Online advertisements are a great way for companies to reach different market segments based off of internet user’s browsing history. It is impossible to notice the numerous advertisements that appear on all forms of social media, which are connected to recent google searches made by the user.

While this mostly yields positive results for companies, recent news has posed potential problems for those who advertise through Google (NASDAQ: GOOGL). The Guardian has pulled advertisements from Google. This occurred after the company discovered their ads were being displayed at the bottom of an extremist video. Others including AT&T (NYSE: T), Coca-Cola (NYSE: KO), and Walmart (NYSE:WMT) followed suit after discovering their advertisements were displayed on other Youtube videos on questionable topics such as racism and terrorism.
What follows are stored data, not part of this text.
use thiserror::Error;

#[derive(Error, Debug)]
pub enum StreamError {
    #[error("Configuration error: {message}")]
    Config { message: String },

    #[error("{message}")]
    Launch { message: String },

    #[error("{program} exited (code {code}): {diagnostics}")]
    EarlyExit {
        program: String,
        code: String,
        diagnostics: String,
    },

    #[error("{program} started but produced no frames within {secs}s. stderr: {diagnostics}")]
    NoFrames {
        program: String,
        secs: u64,
        diagnostics: String,
    },

    #[error("Stream active but no frame available")]
    NoFrame,

    #[error("Stream not running")]
    NotRunning,

    #[error("Stream was restarted by another request")]
    Superseded,

    #[error("{message}")]
    Capture { message: String },

    #[error("Capture timed out after {secs}s")]
    CaptureTimeout { secs: u64 },

    #[error("Camera handoff error: {message}")]
    Arbiter { message: String },

    #[error("Stream task interrupted: {message}")]
    Interrupted { message: String },

    #[error("Invalid value for {key}: {value}")]
    InvalidValue { key: String, value: String },

    #[error("Database error: {source}")]
    Database {
        #[from]
        source: sqlx::Error,
    },

    #[error("IO error: {source}")]
    Io {
        #[from]
        source: std::io::Error,
    },

    #[error("JSON error: {source}")]
    Json {
        #[from]
        source: serde_json::Error,
    },

    #[error("TOML error: {source}")]
    Toml {
        #[from]
        source: toml::de::Error,
    },
}

impl StreamError {
    pub fn config(message: impl Into<String>) -> Self {
        Self::Config { message: message.into() }
    }

    pub fn launch(message: impl Into<String>) -> Self {
        Self::Launch { message: message.into() }
    }

    pub fn capture(message: impl Into<String>) -> Self {
        Self::Capture { message: message.into() }
    }

    pub fn arbiter(message: impl Into<String>) -> Self {
        Self::Arbiter { message: message.into() }
    }

    /// HTTP status the handlers answer with for this error.
    pub fn status_code(&self) -> u16 {
        match self {
            StreamError::NotRunning => 400,
            StreamError::Config { .. } => 400,
            StreamError::InvalidValue { .. } => 400,
            _ => 500,
        }
    }
}

pub type Result<T> = std::result::Result<T, StreamError>;
//! `multipart/x-mixed-replace` delivery of stream frames.
//!
//! Each part is a self-contained JPEG with its own Content-Length, so browsers
//! can show the feed with a plain `<img src=...>`. A client that reads slowly
//! simply gets fewer frames.

use std::convert::Infallible;
use axum::body::Body;
use axum::http::header;
use axum::response::{IntoResponse, Response};
use bytes::{BufMut, Bytes, BytesMut};
use futures_util::stream::{self, Stream};
use tracing::debug;

use crate::frame::Frame;
use crate::hub::FrameSubscription;

pub const BOUNDARY: &str = "frame";

/// One multipart part: boundary line, headers, blank line, JPEG, CRLF.
pub fn encode_part(frame: &Frame) -> Bytes {
    let head = format!(
        "--{}\r\nContent-Type: image/jpeg\r\nContent-Length: {}\r\n\r\n",
        BOUNDARY,
        frame.len()
    );
    let mut part = BytesMut::with_capacity(head.len() + frame.len() + 2);
    part.put_slice(head.as_bytes());
    part.put_slice(&frame.data);
    part.put_slice(b"\r\n");
    part.freeze()
}

/// Encoded parts for one client. Ends when the producer goes away; dropping
/// the stream (client disconnect) releases the subscription.
pub fn part_stream(subscription: FrameSubscription) -> impl Stream<Item = Result<Bytes, Infallible>> + Send {
    stream::unfold(subscription, |mut subscription| async move {
        match subscription.next().await {
            Some(frame) => Some((Ok(encode_part(&frame)), subscription)),
            None => {
                debug!("Producer gone, ending MJPEG response");
                None
            }
        }
    })
}

pub fn response(subscription: FrameSubscription) -> Response {
    (
        [
            (header::CONTENT_TYPE, format!("multipart/x-mixed-replace; boundary={}", BOUNDARY)),
            (header::CACHE_CONTROL, "no-cache, no-store, must-revalidate".to_string()),
            (header::PRAGMA, "no-cache".to_string()),
        ],
        Body::from_stream(part_stream(subscription)),
    )
        .into_response()
}

#[cfg(test)]
mod tests {
    use super::*;
    use std::sync::Arc;
    use std::time::Duration;
    use futures_util::StreamExt;
    use crate::hub::FrameHub;

    #[test]
    fn test_part_layout() {
        let frame = Frame { seq: 1, data: Bytes::from_static(&[0xFF, 0xD8, 0x01, 0xFF, 0xD9]) };
        let part = encode_part(&frame);

        let head = b"--frame\r\nContent-Type: image/jpeg\r\nContent-Length: 5\r\n\r\n";
        assert_eq!(&part[..head.len()], head);
        assert_eq!(&part[head.len()..head.len() + 5], &frame.data[..]);
        assert_eq!(&part[head.len() + 5..], b"\r\n");
    }

    #[tokio::test]
    async fn test_stream_ends_with_producer_and_releases_client() {
        let hub = Arc::new(FrameHub::new(Duration::from_millis(5)));
        let generation = hub.begin_generation();
        let mut parts = Box::pin(part_stream(hub.subscribe()));
        assert_eq!(hub.client_count(), 1);

        hub.publish(Bytes::from_static(b"\xFF\xD8jpeg\xFF\xD9"));
        let part = parts.next().await.unwrap().unwrap();
        assert!(part.starts_with(b"--frame\r\n"));

        hub.producer_exited(generation);
        assert!(parts.next().await.is_none());
        drop(parts);
        assert_eq!(hub.client_count(), 0);
    }
}
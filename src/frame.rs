use bytes::{Bytes, BytesMut};

const SOI: [u8; 2] = [0xFF, 0xD8];
const EOI: [u8; 2] = [0xFF, 0xD9];

/// One complete JPEG pulled out of the producer's output.
///
/// `seq` is assigned by the hub on publish and is what subscribers compare
/// to tell frames apart; the payload is never inspected.
#[derive(Debug, Clone)]
pub struct Frame {
    pub seq: u64,
    pub data: Bytes,
}

impl Frame {
    pub fn len(&self) -> usize {
        self.data.len()
    }

    pub fn is_empty(&self) -> bool {
        self.data.is_empty()
    }
}

/// Splits an MJPEG byte stream into individual JPEGs using the SOI/EOI markers.
///
/// Bytes before a start marker are dropped as soon as they are seen, so the
/// buffer only ever holds the frame currently being assembled.
pub struct FrameExtractor {
    buffer: BytesMut,
    // Offset (relative to the SOI at buffer[0]) where the next EOI search resumes
    scanned: usize,
}

impl FrameExtractor {
    pub fn new() -> Self {
        Self {
            buffer: BytesMut::with_capacity(256 * 1024),
            scanned: 0,
        }
    }

    /// Append a chunk of producer output and return every frame it completed.
    pub fn push(&mut self, chunk: &[u8]) -> Vec<Bytes> {
        self.buffer.extend_from_slice(chunk);

        let mut frames = Vec::new();
        loop {
            if self.scanned == 0 {
                match find(&self.buffer, &SOI, 0) {
                    Some(start) => {
                        let _ = self.buffer.split_to(start);
                        self.scanned = SOI.len();
                    }
                    None => {
                        // Nothing usable; keep a trailing 0xFF in case it opens the next SOI
                        let keep = usize::from(self.buffer.last() == Some(&SOI[0]));
                        let drop = self.buffer.len() - keep;
                        let _ = self.buffer.split_to(drop);
                        break;
                    }
                }
            }

            match find(&self.buffer, &EOI, self.scanned) {
                Some(end) => {
                    let frame = self.buffer.split_to(end + EOI.len()).freeze();
                    self.scanned = 0;
                    frames.push(frame);
                }
                None => {
                    // Resume one byte early in case the chunk ended between 0xFF and 0xD9
                    self.scanned = self.buffer.len().saturating_sub(1).max(SOI.len());
                    break;
                }
            }
        }

        frames
    }

    /// Bytes currently held for the frame being assembled.
    pub fn buffered(&self) -> usize {
        self.buffer.len()
    }
}

impl Default for FrameExtractor {
    fn default() -> Self {
        Self::new()
    }
}

fn find(haystack: &[u8], needle: &[u8; 2], from: usize) -> Option<usize> {
    if haystack.len() < from + needle.len() {
        return None;
    }
    haystack[from..]
        .windows(needle.len())
        .position(|w| w == needle)
        .map(|i| i + from)
}

#[cfg(test)]
mod tests {
    use super::*;

    fn jpeg(body: &[u8]) -> Vec<u8> {
        let mut v = SOI.to_vec();
        v.extend_from_slice(body);
        v.extend_from_slice(&EOI);
        v
    }

    fn stream() -> (Vec<u8>, Vec<u8>, Vec<u8>) {
        let a = jpeg(b"frame-a payload");
        let b = jpeg(&[0x01, 0xFF, 0x00, 0x42, 0xFF]);
        let mut all = b"\x00\x13garbage\xFF".to_vec();
        all.extend_from_slice(&a);
        all.extend_from_slice(&b);
        (all, a, b)
    }

    #[test]
    fn test_single_push_yields_both_frames() {
        let (all, a, b) = stream();
        let mut extractor = FrameExtractor::new();
        let frames = extractor.push(&all);
        assert_eq!(frames.len(), 2);
        assert_eq!(&frames[0][..], &a[..]);
        assert_eq!(&frames[1][..], &b[..]);
        assert_eq!(extractor.buffered(), 0);
    }

    #[test]
    fn test_every_two_way_split() {
        let (all, a, b) = stream();
        for cut in 0..=all.len() {
            let mut extractor = FrameExtractor::new();
            let mut frames = extractor.push(&all[..cut]);
            frames.extend(extractor.push(&all[cut..]));
            assert_eq!(frames.len(), 2, "split at {}", cut);
            assert_eq!(&frames[0][..], &a[..], "split at {}", cut);
            assert_eq!(&frames[1][..], &b[..], "split at {}", cut);
        }
    }

    #[test]
    fn test_byte_at_a_time() {
        let (all, a, b) = stream();
        let mut extractor = FrameExtractor::new();
        let frames: Vec<Bytes> = all.iter().flat_map(|byte| extractor.push(&[*byte])).collect();
        assert_eq!(frames.len(), 2);
        assert_eq!(&frames[0][..], &a[..]);
        assert_eq!(&frames[1][..], &b[..]);
    }

    #[test]
    fn test_garbage_without_marker_is_discarded() {
        let mut extractor = FrameExtractor::new();
        assert!(extractor.push(&[0x00; 4096]).is_empty());
        assert_eq!(extractor.buffered(), 0);

        // a lone trailing 0xFF is kept as a possible marker half
        assert!(extractor.push(&[0x10, 0x20, 0xFF]).is_empty());
        assert_eq!(extractor.buffered(), 1);
    }

    #[test]
    fn test_partial_frame_drops_leading_bytes() {
        let mut extractor = FrameExtractor::new();
        let mut chunk = vec![0x55; 1000];
        chunk.extend_from_slice(&SOI);
        chunk.extend_from_slice(b"partial");
        assert!(extractor.push(&chunk).is_empty());
        assert_eq!(extractor.buffered(), SOI.len() + b"partial".len());

        let frames = extractor.push(&EOI);
        assert_eq!(frames.len(), 1);
        assert_eq!(&frames[0][..], &jpeg(b"partial")[..]);
    }

    #[test]
    fn test_back_to_back_soi_eoi() {
        // the end search starts after the start marker, so FFD8FFD9 is one empty frame
        let mut extractor = FrameExtractor::new();
        let frames = extractor.push(&[0xFF, 0xD8, 0xFF, 0xD9]);
        assert_eq!(frames.len(), 1);
        assert_eq!(frames[0].len(), 4);
    }

    #[test]
    fn test_frame_length() {
        let frame = Frame { seq: 1, data: Bytes::from_static(&[0xFF, 0xD8, 0xFF, 0xD9]) };
        assert_eq!(frame.len(), 4);
        assert!(!frame.is_empty());
        assert!(Frame { seq: 2, data: Bytes::new() }.is_empty());
    }
}
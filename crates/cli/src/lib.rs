pub mod args;
pub mod config;
pub mod error;
pub mod options;
pub mod presentation;

pub const VERSION: &str = env!("CARGO_PKG_VERSION");
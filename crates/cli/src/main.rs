use clap::Parser;
use std::io::{self, Write};
use std::process::ExitCode;
use tracing_subscriber::EnvFilter;
use tree_tally_cli::args::Args;
use tree_tally_cli::error::AppError;
use tree_tally_cli::options::OutputFormat;
use tree_tally_cli::presentation;
use tree_tally_engine::{Narrator, ScanConfig};

fn main() -> ExitCode {
    // Diagnostics go to stderr; stdout carries narration and the report.
    let env_filter = EnvFilter::try_from_default_env().unwrap_or_else(|_| EnvFilter::new("warn"));
    tracing_subscriber::fmt()
        .with_env_filter(env_filter)
        .with_writer(io::stderr)
        .init();

    let args = Args::parse();
    let config = match ScanConfig::try_from(&args) {
        Ok(config) => config,
        Err(e) => {
            eprintln!("Configuration Error: {e}");
            return ExitCode::FAILURE;
        }
    };
    log::debug!("scanning {:?}", config);

    // Keep stdout parseable when it carries JSON.
    let narration: Box<dyn Write> = match args.format {
        OutputFormat::Text => Box::new(io::stdout()),
        OutputFormat::Json => Box::new(io::stderr()),
    };
    let mut narrator = Narrator::new(narration);
    let report = match tree_tally_engine::analyze(&config, &mut narrator) {
        Ok(report) => report,
        Err(e) => {
            // Fail fast: no summary for a partial scan.
            if !e.is_broken_pipe() {
                // stdout may be closed.
                let _ = writeln!(io::stdout(), "Error: {e}");
            }
            return ExitCode::FAILURE;
        }
    };

    let written = presentation::write_skipped(&mut io::stderr(), &report)
        .and_then(|()| presentation::write_report(&mut io::stdout().lock(), &report, args.format));
    match written {
        Ok(()) => ExitCode::SUCCESS,
        Err(e) => application_error(&e),
    }
}

fn application_error(e: &AppError) -> ExitCode {
    if e.is_broken_pipe() {
        log::debug!("output closed early: {e}");
    } else {
        let _ = writeln!(io::stderr(), "Application Error: {e}");
    }
    ExitCode::FAILURE
}
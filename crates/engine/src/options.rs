use serde::{Deserialize, Serialize};

/// What a pass does when an entry cannot be accessed or read.
#[derive(Debug, Clone, Copy, Default, PartialEq, Eq, Serialize, Deserialize)]
#[serde(rename_all = "kebab-case")]
pub enum ErrorPolicy {
    /// Abort the whole scan on the first failure.
    #[default]
    FailFast,
    /// Log the failure, remember it and keep walking.
    Skip,
}
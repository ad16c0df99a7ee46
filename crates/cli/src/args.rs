use std::path::PathBuf;

use clap::{Parser, ValueHint};
use tree_tally_engine::DEFAULT_ROOT;

use crate::options::OutputFormat;

/// Top-level CLI arguments parsed via clap.
#[derive(Parser, Debug)]
#[command(
    name = "tree_tally",
    version = crate::VERSION,
    about = "Count lines, files, folders and bytes under a directory tree"
)]
pub struct Args {
    /// Directory (or single file) to scan
    #[arg(default_value = DEFAULT_ROOT, value_hint = ValueHint::AnyPath)]
    pub path: PathBuf,

    /// Do not narrate every visited entry
    #[arg(short, long)]
    pub quiet: bool,

    /// Follow symbolic links instead of counting them as plain files
    #[arg(short = 'L', long)]
    pub follow: bool,

    /// Skip entries that cannot be read and report them after the summary
    #[arg(long)]
    pub keep_going: bool,

    /// Report format
    #[arg(long, value_enum, default_value_t = OutputFormat::Text)]
    pub format: OutputFormat,
}

#[cfg(test)]
mod tests {
    use super::*;
    use clap::CommandFactory;

    #[test]
    fn no_arguments_scan_default_root_verbosely() {
        let args = Args::try_parse_from(["tree_tally"]).unwrap();
        assert_eq!(args.path, PathBuf::from("toBeCounted"));
        assert!(!args.quiet);
        assert!(!args.keep_going);
        assert_eq!(args.format, OutputFormat::Text);
    }

    #[test]
    fn parses_all_flags() {
        let args = Args::try_parse_from([
            "tree_tally",
            "src",
            "--quiet",
            "-L",
            "--keep-going",
            "--format",
            "json",
        ])
        .unwrap();
        assert_eq!(args.path, PathBuf::from("src"));
        assert!(args.quiet && args.follow && args.keep_going);
        assert_eq!(args.format, OutputFormat::Json);
    }

    #[test]
    fn command_definition_is_valid() {
        Args::command().debug_assert();
    }
}
use std::path::PathBuf;

use crate::config::ScanConfig;
use crate::error::Result;
use crate::progress::ProgressSink;
use crate::stats::ScanResult;

/// Holds a configuration and the totals of the last scan run with it.
///
/// At most one scan is in flight per `Scanner`; `analyze` takes `&mut self`.
#[derive(Debug, Default)]
pub struct Scanner {
    config: ScanConfig,
    result: ScanResult,
}

impl Scanner {
    pub fn new(config: ScanConfig) -> Self {
        Self {
            config,
            result: ScanResult::default(),
        }
    }

    pub const fn config(&self) -> &ScanConfig {
        &self.config
    }

    /// Totals of the last successful scan; zero before the first one.
    pub const fn result(&self) -> &ScanResult {
        &self.result
    }

    pub fn set_root(&mut self, root: impl Into<PathBuf>) {
        self.config.root = root.into();
    }

    pub fn set_verbose(&mut self, verbose: bool) {
        self.config.verbose = verbose;
    }

    /// Zero the counters and restore the default configuration.
    pub fn reset(&mut self) {
        self.config = ScanConfig::default();
        self.result.reset();
    }

    /// Run all three passes and keep the totals.
    ///
    /// Counters start from zero on every call. On error the previous totals are
    /// left untouched.
    ///
    /// # Errors
    /// See [`crate::analyze`].
    pub fn analyze(&mut self, sink: &mut dyn ProgressSink) -> Result<crate::report::ScanReport> {
        let report = crate::analyze(&self.config, sink)?;
        self.result = report.result;
        Ok(report)
    }
}
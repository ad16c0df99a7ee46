use std::path::{Path, PathBuf};

use thiserror::Error;

use crate::config::ScanConfigBuilderError;

#[derive(Debug, Error)]
pub enum EngineError {
    /// The entry could not be listed or stat'ed.
    #[error("There was an error accessing the given file or folder at {path}: {}", access_detail(.source))]
    Access {
        path: PathBuf,
        #[source]
        source: ignore::Error,
    },

    /// The file could not be opened or read while counting its lines.
    #[error("There was an error counting the number of lines in the file found here {path}: {source}")]
    Read {
        path: PathBuf,
        #[source]
        source: std::io::Error,
    },

    #[error("Failed to write progress: {0}")]
    Io(#[from] std::io::Error),

    #[error("Invalid configuration: {0}")]
    Config(String),
}

impl EngineError {
    /// Builds an access error, preferring the path recorded inside the walk error.
    pub(crate) fn access(fallback: &Path, source: ignore::Error) -> Self {
        let path = walk_error_path(&source).unwrap_or_else(|| fallback.to_path_buf());
        Self::Access { path, source }
    }

    /// The offending entry, for access and read failures.
    pub fn path(&self) -> Option<&Path> {
        match self {
            Self::Access { path, .. } | Self::Read { path, .. } => Some(path),
            Self::Io(_) | Self::Config(_) => None,
        }
    }

    /// Only per-entry failures may be skipped; anything else aborts the scan.
    pub const fn is_recoverable(&self) -> bool {
        matches!(self, Self::Access { .. } | Self::Read { .. })
    }

    /// The progress writer's reader went away, e.g. `tree_tally | head`.
    pub fn is_broken_pipe(&self) -> bool {
        matches!(self, Self::Io(e) if e.kind() == std::io::ErrorKind::BrokenPipe)
    }
}

fn walk_error_path(err: &ignore::Error) -> Option<PathBuf> {
    match err {
        ignore::Error::WithPath { path, .. } => Some(path.clone()),
        ignore::Error::WithDepth { err, .. } | ignore::Error::WithLineNumber { err, .. } => {
            walk_error_path(err)
        }
        ignore::Error::Loop { child, .. } => Some(child.clone()),
        _ => None,
    }
}

/// The innermost cause of a walk error, without the paths the wrappers repeat.
fn access_detail(err: &ignore::Error) -> String {
    match err {
        ignore::Error::WithPath { err, .. }
        | ignore::Error::WithDepth { err, .. }
        | ignore::Error::WithLineNumber { err, .. } => access_detail(err),
        // Walker io errors wrap the walker's own error, which names the path again.
        ignore::Error::Io(io_err) => match io_err.get_ref().and_then(|inner| std::error::Error::source(inner)) {
            Some(cause) => cause.to_string(),
            None => io_err.to_string(),
        },
        other => other.to_string(),
    }
}

impl From<ScanConfigBuilderError> for EngineError {
    fn from(err: ScanConfigBuilderError) -> Self {
        Self::Config(err.to_string())
    }
}

pub type Result<T> = std::result::Result<T, EngineError>;

#[cfg(test)]
mod tests {
    use super::*;
    use std::io;

    #[test]
    fn access_error_uses_path_from_walk_error() {
        let inner = ignore::Error::Io(io::Error::from(io::ErrorKind::NotFound));
        let source = ignore::Error::WithDepth {
            depth: 2,
            err: Box::new(ignore::Error::WithPath {
                path: PathBuf::from("root/sub/gone"),
                err: Box::new(inner),
            }),
        };

        let err = EngineError::access(Path::new("root"), source);
        assert_eq!(err.path(), Some(Path::new("root/sub/gone")));
        assert!(err.is_recoverable());
        assert!(err.to_string().contains("root/sub/gone"));
    }

    #[test]
    fn access_error_names_the_path_once() {
        let source = ignore::Error::WithDepth {
            depth: 0,
            err: Box::new(ignore::Error::WithPath {
                path: PathBuf::from("toBeCounted"),
                err: Box::new(ignore::Error::Io(io::Error::other("no such entry"))),
            }),
        };

        let err = EngineError::access(Path::new("toBeCounted"), source);
        assert_eq!(
            err.to_string(),
            "There was an error accessing the given file or folder at toBeCounted: no such entry"
        );
    }

    #[test]
    fn access_error_falls_back_to_given_path() {
        let source = ignore::Error::Io(io::Error::other("boom"));
        let err = EngineError::access(Path::new("fallback"), source);
        assert_eq!(err.path(), Some(Path::new("fallback")));
    }

    #[test]
    fn io_and_config_errors_are_not_recoverable() {
        let io_err = EngineError::from(io::Error::other("pipe closed"));
        assert!(!io_err.is_recoverable());
        assert!(io_err.path().is_none());
        assert!(!EngineError::Config("bad".into()).is_recoverable());
    }

    #[test]
    fn broken_pipe_is_only_detected_on_progress_writes() {
        assert!(EngineError::from(io::Error::from(io::ErrorKind::BrokenPipe)).is_broken_pipe());
        assert!(!EngineError::from(io::Error::other("disk full")).is_broken_pipe());

        let read = EngineError::Read {
            path: PathBuf::from("a.txt"),
            source: io::Error::from(io::ErrorKind::BrokenPipe),
        };
        assert!(!read.is_broken_pipe());
    }
}
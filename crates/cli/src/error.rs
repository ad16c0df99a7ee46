use std::io;

use thiserror::Error;

#[derive(Debug, Error)]
pub enum AppError {
    #[error(transparent)]
    Engine(#[from] tree_tally_engine::EngineError),

    #[error("IO error: {0}")]
    Io(#[from] io::Error),

    #[error("JSON error: {0}")]
    Json(#[from] serde_json::Error),
}

impl AppError {
    /// Stdout was closed before the output was written.
    pub fn is_broken_pipe(&self) -> bool {
        match self {
            Self::Engine(e) => e.is_broken_pipe(),
            Self::Io(e) => e.kind() == io::ErrorKind::BrokenPipe,
            Self::Json(e) => e.io_error_kind() == Some(io::ErrorKind::BrokenPipe),
        }
    }
}

pub type Result<T> = std::result::Result<T, AppError>;
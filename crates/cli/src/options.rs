use clap::ValueEnum;
use serde::{Deserialize, Serialize};

#[derive(Debug, Clone, Copy, Default, PartialEq, Eq, ValueEnum, Serialize, Deserialize)]
#[value(rename_all = "lowercase")]
pub enum OutputFormat {
    /// The boxed summary block
    #[default]
    Text,
    /// Pretty-printed JSON object
    Json,
}
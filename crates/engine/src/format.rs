use std::fmt::Display;

/// Renders a number with a `,` between every group of three digits.
///
/// Groups are counted from the least-significant end; no separator is placed
/// in front of the first group.
pub fn group_thousands(value: impl Display) -> String {
    let raw = value.to_string();
    let (sign, digits) = match raw.strip_prefix('-') {
        Some(rest) => ("-", rest),
        None => ("", raw.as_str()),
    };

    let mut out = String::with_capacity(raw.len() + digits.len() / 3);
    out.push_str(sign);
    for (i, ch) in digits.chars().enumerate() {
        let remaining = digits.len() - i;
        if i > 0 && remaining % 3 == 0 {
            out.push(',');
        }
        out.push(ch);
    }
    out
}
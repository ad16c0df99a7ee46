//! # tree_tally engine
//!
//! Walks a directory tree and aggregates three metric families: lines in
//! every file, the number of files and folders, and total byte size.
//!
//! - [`scan`]: the three independent traversal passes
//! - [`analyze`]: runs all of them and builds a [`ScanReport`]
//! - [`scanner::Scanner`]: keeps a configuration and the last totals between runs

use std::collections::HashSet;

pub mod config;
pub mod error;
pub mod filesystem;
pub mod format;
pub mod options;
pub mod processor;
pub mod progress;
pub mod report;
pub mod scan;
pub mod scanner;
pub mod stats;

pub use crate::config::{DEFAULT_ROOT, ScanConfig, ScanConfigBuilder};
pub use crate::error::{EngineError, Result};
pub use crate::options::ErrorPolicy;
pub use crate::progress::{Narrator, ProgressSink, Silent};
pub use crate::report::ScanReport;
pub use crate::stats::{EntryCounts, ScanResult, Tally};

/// Run the line, entry and size passes over `config.root`, one after another.
///
/// Narration goes to `sink` only when `config.verbose` is set.
///
/// # Errors
///
/// With [`ErrorPolicy::FailFast`] the first access or read error aborts the
/// scan and no report is produced. With [`ErrorPolicy::Skip`] those errors are
/// collected in [`ScanReport::errors`], each offending path listed once.
pub fn analyze(config: &ScanConfig, sink: &mut dyn ProgressSink) -> Result<ScanReport> {
    let mut silent = Silent;
    let sink: &mut dyn ProgressSink = if config.verbose { sink } else { &mut silent };
    let root = config.root.as_path();

    let lines = scan::count_lines(root, config, sink)?;
    let entries = scan::count_files_and_folders(root, config, sink)?;
    let bytes = scan::count_data_size(root, config, sink)?;

    let result = ScanResult {
        total_lines: lines.total,
        total_files: entries.total.files,
        total_folders: entries.total.folders,
        total_bytes: bytes.total,
    };

    // The same broken entry shows up once per pass.
    let mut seen = HashSet::new();
    let errors: Vec<EngineError> = lines
        .errors
        .into_iter()
        .chain(entries.errors)
        .chain(bytes.errors)
        .filter(|err| seen.insert(err.to_string()))
        .collect();

    log::debug!(
        "scanned {} entries under {}: {} lines, {} bytes",
        result.total_entries(),
        root.display(),
        result.total_lines,
        result.total_bytes
    );
    if !errors.is_empty() {
        log::warn!("{} entries could not be scanned under {}", errors.len(), root.display());
    }

    Ok(ScanReport {
        root: config.root.clone(),
        result,
        errors,
    })
}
Hamish Nicklin, the chief revenue officer of The Guardian says that the reason for advertising through Google and Youtube is their “dominance in the space” of advertisement. The company also believes that the appearance of their ads on these videos are due to a lack of effort in controlling where they show up.

Google makes a percentage off of the companies that choose to advertise through them. The company claims that due to the large amount of advertisements that they have partial control over, it is difficult to monitor where everything goes on the internet.

The company gave a statement saying “While we recognize that no system will be 100 percent perfect, we believe these major steps will further safeguard our advertisers’ brands and we are committed to being vigilant and continuing to improve over time.” It is estimated that the company lost about $750 million in revenue due to pulled ads.

With the decline in advertisements being controlled by Google, advertising agencies have seized the opportunity to explain their importance in the marketplace. A Wall Street Journal article discusses the efforts TV networks will take to increase awareness of the safety behind advertising through television instead of on the web. Bill Abbott, the CEO of Crown Media, which owns Hallmark channels, says they would be “foolish not to lean into” the mistake Google has made. While this may cause a slight increase in advertising profits made by television companies, the truth is that younger generations are watching less and less TV and consistently using the web more and more.

If Google continues to increase awareness of where advertisements are being displayed, it is almost guaranteed they will be able to come back from any loss incurred.

A version of this article appeared in the Tuesday, April 4th, 2017 print edition.